Stored data entries
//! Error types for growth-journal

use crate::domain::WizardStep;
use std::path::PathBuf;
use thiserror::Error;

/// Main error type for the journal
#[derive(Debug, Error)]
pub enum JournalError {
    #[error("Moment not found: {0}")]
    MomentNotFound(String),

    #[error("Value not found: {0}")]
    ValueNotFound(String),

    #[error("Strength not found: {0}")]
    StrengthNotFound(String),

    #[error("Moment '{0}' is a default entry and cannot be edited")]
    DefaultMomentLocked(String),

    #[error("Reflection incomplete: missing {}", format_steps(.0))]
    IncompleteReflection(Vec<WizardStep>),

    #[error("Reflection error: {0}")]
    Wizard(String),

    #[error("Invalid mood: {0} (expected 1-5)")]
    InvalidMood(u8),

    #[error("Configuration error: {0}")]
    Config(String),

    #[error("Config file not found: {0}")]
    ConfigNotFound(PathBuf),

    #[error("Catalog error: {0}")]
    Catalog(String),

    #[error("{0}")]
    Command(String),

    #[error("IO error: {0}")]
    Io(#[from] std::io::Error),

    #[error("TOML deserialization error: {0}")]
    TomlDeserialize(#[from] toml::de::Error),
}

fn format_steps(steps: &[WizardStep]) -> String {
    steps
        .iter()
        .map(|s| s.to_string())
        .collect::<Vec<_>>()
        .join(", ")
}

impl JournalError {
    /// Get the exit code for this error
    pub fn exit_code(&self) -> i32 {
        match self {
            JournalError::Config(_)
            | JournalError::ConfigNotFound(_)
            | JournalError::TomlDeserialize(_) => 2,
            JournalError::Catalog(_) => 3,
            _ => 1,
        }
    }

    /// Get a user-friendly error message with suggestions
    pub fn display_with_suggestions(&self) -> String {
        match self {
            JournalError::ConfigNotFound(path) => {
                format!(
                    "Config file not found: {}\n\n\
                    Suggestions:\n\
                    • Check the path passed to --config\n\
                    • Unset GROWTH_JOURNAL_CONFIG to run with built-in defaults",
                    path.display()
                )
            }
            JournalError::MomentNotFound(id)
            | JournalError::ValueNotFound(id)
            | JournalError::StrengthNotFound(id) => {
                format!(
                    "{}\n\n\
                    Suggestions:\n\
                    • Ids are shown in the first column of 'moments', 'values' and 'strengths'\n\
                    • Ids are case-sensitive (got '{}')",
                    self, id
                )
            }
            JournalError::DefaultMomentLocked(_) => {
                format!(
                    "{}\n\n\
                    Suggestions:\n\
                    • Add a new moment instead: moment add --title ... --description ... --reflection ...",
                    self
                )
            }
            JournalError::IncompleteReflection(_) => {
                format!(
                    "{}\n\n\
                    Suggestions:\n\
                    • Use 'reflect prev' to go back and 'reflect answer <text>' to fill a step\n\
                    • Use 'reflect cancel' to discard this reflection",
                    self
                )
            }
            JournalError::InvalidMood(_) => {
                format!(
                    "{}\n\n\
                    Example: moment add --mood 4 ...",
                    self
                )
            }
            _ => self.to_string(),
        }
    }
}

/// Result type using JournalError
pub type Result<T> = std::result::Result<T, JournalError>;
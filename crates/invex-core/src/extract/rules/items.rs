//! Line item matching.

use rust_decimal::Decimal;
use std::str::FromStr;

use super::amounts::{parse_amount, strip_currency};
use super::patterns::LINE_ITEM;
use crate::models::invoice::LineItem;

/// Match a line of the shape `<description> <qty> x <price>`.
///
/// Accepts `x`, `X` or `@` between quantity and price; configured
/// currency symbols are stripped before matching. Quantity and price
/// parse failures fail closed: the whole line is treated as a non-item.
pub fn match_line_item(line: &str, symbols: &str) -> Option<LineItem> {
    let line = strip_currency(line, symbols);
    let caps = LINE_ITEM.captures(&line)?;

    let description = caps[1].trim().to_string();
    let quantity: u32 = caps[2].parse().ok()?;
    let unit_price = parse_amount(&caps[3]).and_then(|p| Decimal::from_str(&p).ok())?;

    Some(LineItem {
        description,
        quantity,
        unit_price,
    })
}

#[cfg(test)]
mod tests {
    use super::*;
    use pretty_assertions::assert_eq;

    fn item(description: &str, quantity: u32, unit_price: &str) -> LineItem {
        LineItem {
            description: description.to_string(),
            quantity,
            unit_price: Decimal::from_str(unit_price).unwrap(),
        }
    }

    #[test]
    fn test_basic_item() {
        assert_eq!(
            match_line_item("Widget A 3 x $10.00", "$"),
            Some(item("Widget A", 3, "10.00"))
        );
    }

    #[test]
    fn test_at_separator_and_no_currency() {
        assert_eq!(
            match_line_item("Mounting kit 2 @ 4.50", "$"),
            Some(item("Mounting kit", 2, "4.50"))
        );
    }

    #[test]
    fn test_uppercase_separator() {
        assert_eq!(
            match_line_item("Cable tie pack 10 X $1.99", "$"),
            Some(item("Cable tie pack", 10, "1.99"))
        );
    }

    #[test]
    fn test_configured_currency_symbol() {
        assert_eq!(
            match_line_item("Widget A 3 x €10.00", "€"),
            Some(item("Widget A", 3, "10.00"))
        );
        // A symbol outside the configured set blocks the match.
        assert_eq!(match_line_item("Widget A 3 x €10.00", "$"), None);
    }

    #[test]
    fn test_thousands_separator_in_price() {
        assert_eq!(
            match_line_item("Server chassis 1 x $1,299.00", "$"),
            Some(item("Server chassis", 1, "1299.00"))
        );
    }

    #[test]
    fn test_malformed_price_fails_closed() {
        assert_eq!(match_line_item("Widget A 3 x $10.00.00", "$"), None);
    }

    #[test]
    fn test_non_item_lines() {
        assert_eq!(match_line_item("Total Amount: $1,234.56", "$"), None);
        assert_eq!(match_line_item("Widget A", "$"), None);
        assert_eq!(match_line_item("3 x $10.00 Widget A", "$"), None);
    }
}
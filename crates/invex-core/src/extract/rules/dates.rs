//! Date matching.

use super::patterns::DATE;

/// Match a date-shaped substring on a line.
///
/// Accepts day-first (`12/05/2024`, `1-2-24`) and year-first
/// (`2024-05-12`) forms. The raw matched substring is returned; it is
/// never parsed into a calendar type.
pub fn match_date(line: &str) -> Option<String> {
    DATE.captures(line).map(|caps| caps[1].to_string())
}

PROBLEM TO SOLVE – The data should be copied out in full, exactly as it reads.

EXPECTED ANSWER –
//! Error types for growth-journal

use crate::domain::WizardStep;
use std::path::PathBuf;
use thiserror::Error;

/// Main error type for the journal
#[derive(Debug, Error)]
pub enum JournalError {
    #[error("Moment not found: {0}")]
    MomentNotFound(String),

    #[error("Value not found: {0}")]
    ValueNotFound(String),

    #[error("Strength not found: {0}")]
    StrengthNotFound(String),

    #[error("Moment '{0}' is a default entry and cannot be edited")]
    DefaultMomentLocked(String),

    #[error("Reflection incomplete: missing {}", format_steps(.0))]
    IncompleteReflection(Vec<WizardStep>),

    #[error("Reflection error: {0}")]
    Wizard(String),

    #[error("Invalid mood: {0} (expected 1-5)")]
    InvalidMood(u8),

    #[error("Configuration error: {0}")]
    Config(String),

    #[error("Config file not found: {0}")]
    ConfigNotFound(PathBuf),

    #[error("Catalog error: {0}")]
    Catalog(String),

    #[error("{0}")]
    Command(String),

    #[error("IO error: {0}")]
    Io(#[from] std::io::Error),

    #[error("TOML deserialization error: {0}")]
    TomlDeserialize(#[from] toml::de::Error),
}

fn format_steps(steps: &[WizardStep]) -> String {
    steps
        .iter()
        .map(|s| s.to_string())
        .collect::<Vec<_>>()
        .join(", ")
}

impl JournalError {
    /// Get the exit code for this error
    pub fn exit_code(&self) -> i32 {
        match self {
            JournalError::Config(_)
            | JournalError::ConfigNotFound(_)
            | JournalError::TomlDeserialize(_) => 2,
            JournalError::Catalog(_) => 3,
            _ => 1,
        }
    }

    /// Get a user-friendly error message with suggestions
    pub fn display_with_suggestions(&self) -> String {
        match self {
            JournalError::ConfigNotFound(path) => {
                format!(
                    "Config file not found: {}\n\n\
                    Suggestions:\n\
                    • Check the path passed to --config\n\
                    • Unset GROWTH_JOURNAL_CONFIG to run with built-in defaults",
                    path.display()
                )
            }
            JournalError::MomentNotFound(id)
            | JournalError::ValueNotFound(id)
            | JournalError::StrengthNotFound(id) => {
                format!(
                    "{}\n\n\
                    Suggestions:\n\
                    • Ids are shown in the first column of 'moments', 'values' and 'strengths'\n\
                    • Ids are case-sensitive (got '{}')",
                    self, id
                )
            }
            JournalError::DefaultMomentLocked(_) => {
                format!(
                    "{}\n\n\
                    Suggestions:\n\
                    • Add a new moment instead: moment add --title ... --description ... --reflection ...",
                    self
                )
            }
            JournalError::IncompleteReflection(_) => {
                format!(
                    "{}\n\n\
                    Suggestions:\n\
                    • Use 'reflect prev' to go back and 'reflect answer <text>' to fill a step\n\
                    • Use 'reflect cancel' to discard this reflection",
                    self
                )
            }
            JournalError::InvalidMood(_) => {
                format!(
                    "{}\n\n\
                    Example: moment add --mood 4 ...",
                    self
                )
            }
            _ => self.to_string(),
        }
    }
}

/// Result type using JournalError
pub type Result<T> = std::result::Result<T, JournalError>;
filename crates/invex-core/src/extract/rules/items.rs
//! Line item matching.

use rust_decimal::Decimal;
use std::str::FromStr;

use super::amounts::{parse_amount, strip_currency};
use super::patterns::LINE_ITEM;
use crate::models::invoice::LineItem;

/// Match a line of the shape `<description> <qty> x <price>`.
///
/// Accepts `x`, `X` or `@` between quantity and price; configured
/// currency symbols are stripped before matching. Quantity and price
/// parse failures fail closed: the whole line is treated as a non-item.
pub fn match_line_item(line: &str, symbols: &str) -> Option<LineItem> {
    let line = strip_currency(line, symbols);
    let caps = LINE_ITEM.captures(&line)?;

    let description = caps[1].trim().to_string();
    let quantity: u32 = caps[2].parse().ok()?;
    let unit_price = parse_amount(&caps[3]).and_then(|p| Decimal::from_str(&p).ok())?;

    Some(LineItem {
        description,
        quantity,
        unit_price,
    })
}

#[cfg(test)]
mod tests {
    use super::*;
    use pretty_assertions::assert_eq;

    fn item(description: &str, quantity: u32, unit_price: &str) -> LineItem {
        LineItem {
            description: description.to_string(),
            quantity,
            unit_price: Decimal::from_str(unit_price).unwrap(),
        }
    }

    #[test]
    fn test_basic_item() {
        assert_eq!(
            match_line_item("Widget A 3 x $10.00", "$"),
            Some(item("Widget A", 3, "10.00"))
        );
    }

    #[test]
    fn test_at_separator_and_no_currency() {
        assert_eq!(
            match_line_item("Mounting kit 2 @ 4.50", "$"),
            Some(item("Mounting kit", 2, "4.50"))
        );
    }

    #[test]
    fn test_uppercase_separator() {
        assert_eq!(
            match_line_item("Cable tie pack 10 X $1.99", "$"),
            Some(item("Cable tie pack", 10, "1.99"))
        );
    }

    #[test]
    fn test_configured_currency_symbol() {
        assert_eq!(
            match_line_item("Widget A 3 x €10.00", "€"),
            Some(item("Widget A", 3, "10.00"))
        );
        // A symbol outside the configured set blocks the match.
        assert_eq!(match_line_item("Widget A 3 x €10.00", "$"), None);
    }

    #[test]
    fn test_thousands_separator_in_price() {
        assert_eq!(
            match_line_item("Server chassis 1 x $1,299.00", "$"),
            Some(item("Server chassis", 1, "1299.00"))
        );
    }

    #[test]
    fn test_malformed_price_fails_closed() {
        assert_eq!(match_line_item("Widget A 3 x $10.00.00", "$"), None);
    }

    #[test]
    fn test_non_item_lines() {
        assert_eq!(match_line_item("Total Amount: $1,234.56", "$"), None);
        assert_eq!(match_line_item("Widget A", "$"), None);
        assert_eq!(match_line_item("3 x $10.00 Widget A", "$"), None);
    }
}
filename crates/invex-core/src/extract/rules/dates.rs
//! Date matching.

use super::patterns::DATE;

/// Match a date-shaped substring on a line.
///
/// Accepts day-first (`12/05/2024`, `1-2-24`) and year-first
/// (`2024-05-12`) forms. The raw matched substring is returned; it is
/// never parsed into a calendar type.
pub fn match_date(line: &str) -> Option<String> {
    DATE.captures(line).map(|caps| caps[1].to_string())
}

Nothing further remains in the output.